People often ask me "James, you magnetic stud-muffin, you, you have such a way with the ladies, what is the secret of your success?" To which I say "How can any fish know the true wisdom of the greater coral, filled as it is with squirrels?". Then the people look at me askance, and I silently pump my fist for successfully pulling off a Wrongboy's History of the Earth reference. So, for you, gentle reader, I have this small guide that should answer every question about relationships ever.
1)What is the most important thing in a relationship?

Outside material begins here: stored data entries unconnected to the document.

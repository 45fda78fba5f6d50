use std::path::PathBuf;

use clap::Parser;
use retention_plugins::{
    AppState, build_app, config::ServiceConfig, db::DbPool, models::PluginRelease, observability,
};

/// CLI arguments for the retention plugin service
#[derive(Parser, Debug)]
#[command(version, about = "Retention plugin service", long_about = None)]
struct Args {
    #[command(subcommand)]
    command: Option<Command>,

    /// Path to config file
    #[arg(short, long, global = true, default_value = "retention-plugins.toml")]
    config: PathBuf,
}

#[derive(clap::Subcommand, Debug)]
enum Command {
    /// Start the HTTP server (default)
    Serve,
    /// Run database migrations and exit
    Migrate,
    /// Publish a plugin release from a JSON file into the catalog
    Publish {
        /// Release definition (JSON)
        release: PathBuf,
    },
}

#[tokio::main]
async fn main() {
    let args = Args::parse();

    let config = match ServiceConfig::from_file(&args.config) {
        Ok(c) => c,
        Err(e) => {
            eprintln!(
                "Failed to load config from {}: {}",
                args.config.display(),
                e
            );
            std::process::exit(1);
        }
    };

    if let Err(e) = observability::init_tracing(&config.observability) {
        eprintln!("{e}");
        std::process::exit(1);
    }

    match args.command.unwrap_or(Command::Serve) {
        Command::Serve => run_server(config).await,
        Command::Migrate => run_migrations(config).await,
        Command::Publish { release } => run_publish(config, release).await,
    }
}

async fn run_server(config: ServiceConfig) {
    let server_config = config.server.clone();
    let state = match AppState::from_config(config).await {
        Ok(state) => state,
        Err(e) => {
            tracing::error!(error = %e, "Failed to initialize service");
            std::process::exit(1);
        }
    };

    let app = build_app(&server_config, state);
    let bind_addr = server_config.bind_addr();
    let listener = match tokio::net::TcpListener::bind(bind_addr).await {
        Ok(listener) => listener,
        Err(e) => {
            tracing::error!(error = %e, %bind_addr, "Failed to bind to address");
            std::process::exit(1);
        }
    };

    tracing::info!("Server listening on http://{}", bind_addr);

    if let Err(e) = axum::serve(listener, app)
        .with_graceful_shutdown(shutdown_signal())
        .await
    {
        tracing::error!(error = %e, "Server error");
        std::process::exit(1);
    }
}

async fn run_migrations(config: ServiceConfig) {
    let db = match DbPool::from_config(&config.database).await {
        Ok(db) => db,
        Err(e) => {
            tracing::error!(error = %e, "Failed to connect to database");
            std::process::exit(1);
        }
    };
    if let Err(e) = db.run_migrations().await {
        tracing::error!(error = %e, "Migration failed");
        std::process::exit(1);
    }
}

async fn run_publish(config: ServiceConfig, path: PathBuf) {
    let release: PluginRelease = match std::fs::read_to_string(&path)
        .map_err(|e| e.to_string())
        .and_then(|s| serde_json::from_str(&s).map_err(|e| e.to_string()))
    {
        Ok(release) => release,
        Err(e) => {
            tracing::error!(error = %e, path = %path.display(), "Failed to read release");
            std::process::exit(1);
        }
    };

    let services = match AppState::from_config(config).await {
        Ok(AppState {
            services: Some(services),
            ..
        }) => services,
        Ok(_) => {
            tracing::error!("Publishing requires a configured database");
            std::process::exit(1);
        }
        Err(e) => {
            tracing::error!(error = %e, "Failed to initialize service");
            std::process::exit(1);
        }
    };

    if let Err(e) = services.retention_plugins.publish_release(&release).await {
        tracing::error!(error = %e, "Failed to publish release");
        std::process::exit(1);
    }
}

async fn shutdown_signal() {
    let ctrl_c = async {
        tokio::signal::ctrl_c()
            .await
            .expect("failed to install Ctrl+C handler");
    };

    #[cfg(unix)]
    let terminate = async {
        tokio::signal::unix::signal(tokio::signal::unix::SignalKind::terminate())
            .expect("failed to install signal handler")
            .recv()
            .await;
    };

    #[cfg(not(unix))]
    let terminate = std::future::pending::<()>();

    tokio::select! {
        _ = ctrl_c => {},
        _ = terminate => {},
    }

    tracing::info!("Shutdown signal received");
}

I want you to take both your hands and grab your hair. Now pull really hard. While you do that, smash your face against the keyboard. Hurts, don't it? That is only a fraction of the pain you will feel if you fail to COMMUNICATE with your significant other(s). Talk, all the time. Don't do what I do which is speak in cryptic babbling before signing out of MSN to go play Psychonauts, no. No, you talk to your lover(s), about everything. Honesty, truth, admitting they need to wear deodorant (that's a toughie), admitting you don't share their pastie fetish- these things are important. Think about it, won't you?
2) ALWAYS WEAR DEODORANT
Guys? Gels? Transgenders etc? Please, wear deodorant. There is the pleasant smell of sweat that occurs after vigorous labour, and then there is the sour, unpleasantness that is a partner who has, alas, failed to apply what my mother termed "pong juice". Please, think of the children. Imagine having to say "I remember the night you were conceived. Your mother stunk like a trailer park kegger in July." That's just not a romantic story.
3) Watch the skull.
So, you are passionately kissing somebody, and suddenly, there's this tremendous CRACK. Yes, you have hit the other person head against the floor/bed-post/wall/statue of the Virgin Mary/person behind you. Watch out for that. Do it too many times, and they'll start talking about how true love only ever happens once, or how how important Valentine's Day is and other symptoms of serious brain damage.